Llegamos a tener, en un día, 36 protestas y manifestaciones distintas en el zócalo”. De negociador con la izquierda reventadora hoy Ebrard es parte del gabinete de quien procuraba desestabilizar al sistema: AMLO, pero más allá, después de formar parte del equipo cercano del tabasqueño en la CDMX cuando López Obrador fue Jefe de Gobierno y Ebrard cuando responsable de la seguridad pública se vino el lamentable caso de los linchamientos en Tláhuac en donde Marcelo justificó que no llegó al sitio por la “orografía” y fue despedido por el propio presidente de la Republica y rescatado por AMLO para incorporarlo otra vez a su gabinete y buscar la catapulta que lo llevará a sustituir a AMLO en la capital.

Ahí se estaban amarrando las alianzas no en beneficio del país, sino en cubrir los intereses de grupo que estaban muy lastimados por las sospechas de mal manejo financiero en la construcción de los seguros dos niveles de periférico y de la Línea 12 del Metro.

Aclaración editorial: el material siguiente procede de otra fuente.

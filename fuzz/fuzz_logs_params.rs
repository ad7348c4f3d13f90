//! Fuzz target for the `logs` endpoint query validator.
//!
//! Run with: cargo +nightly fuzz run fuzz_logs_params
//!
//! Treats the input as `<alloc id>?<query string>` and runs it through
//! `params::logs_request`. Whatever is accepted must satisfy the request
//! invariants the log handlers rely on.

#![no_main]

use allocfs_core::http::params::{self, QueryParams};
use libfuzzer_sys::fuzz_target;

fuzz_target!(|data: &[u8]| {
    let Ok(input) = std::str::from_utf8(data) else {
        return;
    };
    let (alloc, query) = input.split_once('?').unwrap_or((input, ""));
    let query: QueryParams = query
        .split('&')
        .filter_map(|pair| pair.split_once('='))
        .map(|(k, v)| (k.to_string(), v.to_string()))
        .collect();

    if let Ok(req) = params::logs_request(alloc, &query, Some("token")) {
        assert!(!req.alloc_id.is_empty());
        assert!(!req.task.is_empty());
        assert_eq!(req.auth_token, "token");
    }
});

Pero ahora la pregunta es, con estos antecedentes de políticos congruentes, defensores del sistema, del PRI, de Salinas, hombres de una sola pieza, leales, serviles, devotos, congruentes, idealistas, convencidos, luchadores, ideólogos, operadores y activistas, ¿cómo es que podemos creer que estén en el bando opositor, el de los enemigos políticos, los que intentaron destruir la estructura política, aquellos que destrozaron a Bartlett por qué se le cayó el sistema, los bloqueadores de carreteras, los paristas universitarios, quienes herían con picahielo los cuartos traseros de los caballos de los granaderos, aquellos que gritaban loas al encapuchado Marcos?

Como confiar en un político que se inspiraba para componer el himno del Pri en Tabasco y ahora después de haber transitado en varios partidos acusa a todos de saboteadores, corruptos, mafia, conservadores, fifis, neoliberales? Dónde encontramos la congruencia, la ética, los escrúpulos y el servicio a la nación?.